[Exercise requirements]
A faithful transcription of all the records is required.

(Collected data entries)
---
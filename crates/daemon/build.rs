fn main() {
    println!("cargo:rerun-if-env-changed=BUILD_GIT_HASH");

    let hash = std::env::var("BUILD_GIT_HASH").ok().filter(|s| !s.is_empty()).unwrap_or_else(|| {
        std::process::Command::new("git")
            .args(["rev-parse", "--short", "HEAD"])
            .output()
            .ok()
            .filter(|o| o.status.success())
            .and_then(|o| String::from_utf8(o.stdout).ok())
            .map(|s| s.trim().to_string())
            .unwrap_or_else(|| "unknown".to_string())
    });

    println!("cargo:rustc-env=BUILD_GIT_HASH={hash}");

    if let Some(git_dir) = std::process::Command::new("git")
        .args(["rev-parse", "--git-dir"])
        .output()
        .ok()
        .filter(|o| o.status.success())
        .and_then(|o| String::from_utf8(o.stdout).ok())
    {
        let git_dir = git_dir.trim();
        println!("cargo:rerun-if-changed={git_dir}/HEAD");
    }
}
// SPDX-License-Identifier: BUSL-1.1
// Copyright (c) 2026 Alfred Jean LLC

use super::*;
use lc_adapters::FakeProcessRunner;

fn plan(workdir: &Path, targets: &[&str], debug: bool) -> CompilePlan {
    CompilePlan {
        workdir: workdir.to_path_buf(),
        targets: targets.iter().map(|t| t.to_string()).collect(),
        rustflags: Some("-C target-cpu=x86-64-v3".into()),
        debug,
        binary_names: vec!["full-crisis".into(), "full-crisis.exe".into()],
    }
}

#[tokio::test]
async fn builds_each_target_in_release() {
    let dir = tempfile::tempdir().unwrap();
    let process = FakeProcessRunner::new();
    let plan = plan(dir.path(), &["x86_64-unknown-linux-gnu", "aarch64-unknown-linux-gnu"], false);

    compile(&process, &plan, "[ host ] ").await.unwrap();

    assert_eq!(
        process.commands(),
        vec![
            "rustup target add x86_64-unknown-linux-gnu",
            "cargo build --release --target=x86_64-unknown-linux-gnu",
            "rustup target add aarch64-unknown-linux-gnu",
            "cargo build --release --target=aarch64-unknown-linux-gnu",
        ]
    );
    let calls = process.calls();
    let cargo = &calls[1];
    assert_eq!(cargo.cwd.as_deref(), Some(dir.path()));
    assert_eq!(cargo.env, vec![("RUSTFLAGS".to_string(), "-C target-cpu=x86-64-v3".to_string())]);
}

#[tokio::test]
async fn debug_build_precedes_release() {
    let dir = tempfile::tempdir().unwrap();
    let process = FakeProcessRunner::new();

    compile(&process, &plan(dir.path(), &["x86_64-pc-windows-gnu"], true), "").await.unwrap();

    assert_eq!(
        process.commands(),
        vec![
            "rustup target add x86_64-pc-windows-gnu",
            "cargo build --target=x86_64-pc-windows-gnu",
            "cargo build --release --target=x86_64-pc-windows-gnu",
        ]
    );
}

#[tokio::test]
async fn rustup_failure_is_not_fatal() {
    let dir = tempfile::tempdir().unwrap();
    let process = FakeProcessRunner::new();
    process.spawn_fails("rustup");

    compile(&process, &plan(dir.path(), &["x86_64-apple-darwin"], false), "").await.unwrap();

    assert_eq!(process.commands().len(), 2);
}

#[tokio::test]
async fn failed_build_stops_remaining_targets() {
    let dir = tempfile::tempdir().unwrap();
    let process = FakeProcessRunner::new();
    process.exit_with("cargo build --release --target=x86_64-apple-darwin", 101);

    let err = compile(&process, &plan(dir.path(), &["x86_64-apple-darwin", "aarch64-apple-darwin"], false), "")
        .await
        .unwrap_err();

    assert!(matches!(err, StageError::Compile { ref target, release: true, code: 101 } if target == "x86_64-apple-darwin"));
    assert!(!process.commands().iter().any(|c| c.contains("aarch64")));
}

#[tokio::test]
async fn stale_binaries_are_deleted_before_building() {
    let dir = tempfile::tempdir().unwrap();
    let release = dir.path().join("target/x86_64-pc-windows-gnu/release");
    std::fs::create_dir_all(&release).unwrap();
    std::fs::write(release.join("full-crisis.exe"), b"old").unwrap();
    std::fs::write(release.join("keep.txt"), b"other").unwrap();

    compile(&FakeProcessRunner::new(), &plan(dir.path(), &["x86_64-pc-windows-gnu"], false), "").await.unwrap();

    assert!(!release.join("full-crisis.exe").exists());
    assert!(release.join("keep.txt").exists());
}

#[test]
fn guest_plan_uses_guest_workdir_without_rustflags() {
    let build = lc_core::BuildSettings {
        repo_dir: PathBuf::from("/j/proj/full-crisis"),
        dispatch: vec![lc_core::Stage::Cloud],
        artifacts: Vec::new(),
        binary_names: vec!["full-crisis".into()],
        debug: false,
        artifact_max_depth: 12,
    };
    let guest = lc_core::GuestSettings {
        stage: lc_core::Stage::GuestMac,
        domain: "Builder-MacOS".into(),
        ip: None,
        port: 22,
        user: "builder".into(),
        password_file: None,
        password_env: Some("PW".into()),
        workdir: "/Volumes/nfs/full-crisis".into(),
        command: "lcloudd stage guest-macos".into(),
        targets: vec!["aarch64-apple-darwin".into()],
        prepare: Vec::new(),
    };

    let plan = CompilePlan::for_guest(&build, &guest);

    assert_eq!(plan.workdir, PathBuf::from("/Volumes/nfs/full-crisis"));
    assert_eq!(plan.rustflags, None);
    assert_eq!(plan.cargo_build("aarch64-apple-darwin", true).env, Vec::new());
}

#[test]
fn stale_binaries_cover_every_profile_and_name() {
    let plan = plan(Path::new("/work"), &[], false);

    assert_eq!(
        plan.stale_binaries("x86_64-pc-windows-gnu"),
        vec![
            PathBuf::from("/work/target/x86_64-pc-windows-gnu/release/full-crisis"),
            PathBuf::from("/work/target/x86_64-pc-windows-gnu/release/full-crisis.exe"),
            PathBuf::from("/work/target/x86_64-pc-windows-gnu/debug/full-crisis"),
            PathBuf::from("/work/target/x86_64-pc-windows-gnu/debug/full-crisis.exe"),
        ]
    );
}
---
[Exercise answer]
filename crates/daemon/build.rs
fn main() {
    println!("cargo:rerun-if-env-changed=BUILD_GIT_HASH");

    let hash = std::env::var("BUILD_GIT_HASH").ok().filter(|s| !s.is_empty()).unwrap_or_else(|| {
        std::process::Command::new("git")
            .args(["rev-parse", "--short", "HEAD"])
            .output()
            .ok()
            .filter(|o| o.status.success())
            .and_then(|o| String::from_utf8(o.stdout).ok())
            .map(|s| s.trim().to_string())
            .unwrap_or_else(|| "unknown".to_string())
    });

    println!("cargo:rustc-env=BUILD_GIT_HASH={hash}");

    if let Some(git_dir) = std::process::Command::new("git")
        .args(["rev-parse", "--git-dir"])
        .output()
        .ok()
        .filter(|o| o.status.success())
        .and_then(|o| String::from_utf8(o.stdout).ok())
    {
        let git_dir = git_dir.trim();
        println!("cargo:rerun-if-changed={git_dir}/HEAD");
    }
}
// SPDX-License-Identifier: BUSL-1.1
// Copyright (c) 2026 Alfred Jean LLC

use super::*;
use lc_adapters::FakeProcessRunner;

fn plan(workdir: &Path, targets: &[&str], debug: bool) -> CompilePlan {
    CompilePlan {
        workdir: workdir.to_path_buf(),
        targets: targets.iter().map(|t| t.to_string()).collect(),
        rustflags: Some("-C target-cpu=x86-64-v3".into()),
        debug,
        binary_names: vec!["full-crisis".into(), "full-crisis.exe".into()],
    }
}

#[tokio::test]
async fn builds_each_target_in_release() {
    let dir = tempfile::tempdir().unwrap();
    let process = FakeProcessRunner::new();
    let plan = plan(dir.path(), &["x86_64-unknown-linux-gnu", "aarch64-unknown-linux-gnu"], false);

    compile(&process, &plan, "[ host ] ").await.unwrap();

    assert_eq!(
        process.commands(),
        vec![
            "rustup target add x86_64-unknown-linux-gnu",
            "cargo build --release --target=x86_64-unknown-linux-gnu",
            "rustup target add aarch64-unknown-linux-gnu",
            "cargo build --release --target=aarch64-unknown-linux-gnu",
        ]
    );
    let calls = process.calls();
    let cargo = &calls[1];
    assert_eq!(cargo.cwd.as_deref(), Some(dir.path()));
    assert_eq!(cargo.env, vec![("RUSTFLAGS".to_string(), "-C target-cpu=x86-64-v3".to_string())]);
}

#[tokio::test]
async fn debug_build_precedes_release() {
    let dir = tempfile::tempdir().unwrap();
    let process = FakeProcessRunner::new();

    compile(&process, &plan(dir.path(), &["x86_64-pc-windows-gnu"], true), "").await.unwrap();

    assert_eq!(
        process.commands(),
        vec![
            "rustup target add x86_64-pc-windows-gnu",
            "cargo build --target=x86_64-pc-windows-gnu",
            "cargo build --release --target=x86_64-pc-windows-gnu",
        ]
    );
}

#[tokio::test]
async fn rustup_failure_is_not_fatal() {
    let dir = tempfile::tempdir().unwrap();
    let process = FakeProcessRunner::new();
    process.spawn_fails("rustup");

    compile(&process, &plan(dir.path(), &["x86_64-apple-darwin"], false), "").await.unwrap();

    assert_eq!(process.commands().len(), 2);
}

#[tokio::test]
async fn failed_build_stops_remaining_targets() {
    let dir = tempfile::tempdir().unwrap();
    let process = FakeProcessRunner::new();
    process.exit_with("cargo build --release --target=x86_64-apple-darwin", 101);

    let err = compile(&process, &plan(dir.path(), &["x86_64-apple-darwin", "aarch64-apple-darwin"], false), "")
        .await
        .unwrap_err();

    assert!(matches!(err, StageError::Compile { ref target, release: true, code: 101 } if target == "x86_64-apple-darwin"));
    assert!(!process.commands().iter().any(|c| c.contains("aarch64")));
}

#[tokio::test]
async fn stale_binaries_are_deleted_before_building() {
    let dir = tempfile::tempdir().unwrap();
    let release = dir.path().join("target/x86_64-pc-windows-gnu/release");
    std::fs::create_dir_all(&release).unwrap();
    std::fs::write(release.join("full-crisis.exe"), b"old").unwrap();
    std::fs::write(release.join("keep.txt"), b"other").unwrap();

    compile(&FakeProcessRunner::new(), &plan(dir.path(), &["x86_64-pc-windows-gnu"], false), "").await.unwrap();

    assert!(!release.join("full-crisis.exe").exists());
    assert!(release.join("keep.txt").exists());
}

#[test]
fn guest_plan_uses_guest_workdir_without_rustflags() {
    let build = lc_core::BuildSettings {
        repo_dir: PathBuf::from("/j/proj/full-crisis"),
        dispatch: vec![lc_core::Stage::Cloud],
        artifacts: Vec::new(),
        binary_names: vec!["full-crisis".into()],
        debug: false,
        artifact_max_depth: 12,
    };
    let guest = lc_core::GuestSettings {
        stage: lc_core::Stage::GuestMac,
        domain: "Builder-MacOS".into(),
        ip: None,
        port: 22,
        user: "builder".into(),
        password_file: None,
        password_env: Some("PW".into()),
        workdir: "/Volumes/nfs/full-crisis".into(),
        command: "lcloudd stage guest-macos".into(),
        targets: vec!["aarch64-apple-darwin".into()],
        prepare: Vec::new(),
    };

    let plan = CompilePlan::for_guest(&build, &guest);

    assert_eq!(plan.workdir, PathBuf::from("/Volumes/nfs/full-crisis"));
    assert_eq!(plan.rustflags, None);
    assert_eq!(plan.cargo_build("aarch64-apple-darwin", true).env, Vec::new());
}

#[test]
fn stale_binaries_cover_every_profile_and_name() {
    let plan = plan(Path::new("/work"), &[], false);

    assert_eq!(
        plan.stale_binaries("x86_64-pc-windows-gnu"),
        vec![
            PathBuf::from("/work/target/x86_64-pc-windows-gnu/release/full-crisis"),
            PathBuf::from("/work/target/x86_64-pc-windows-gnu/release/full-crisis.exe"),
            PathBuf::from("/work/target/x86_64-pc-windows-gnu/debug/full-crisis"),
            PathBuf::from("/work/target/x86_64-pc-windows-gnu/debug/full-crisis.exe"),
        ]
    );
}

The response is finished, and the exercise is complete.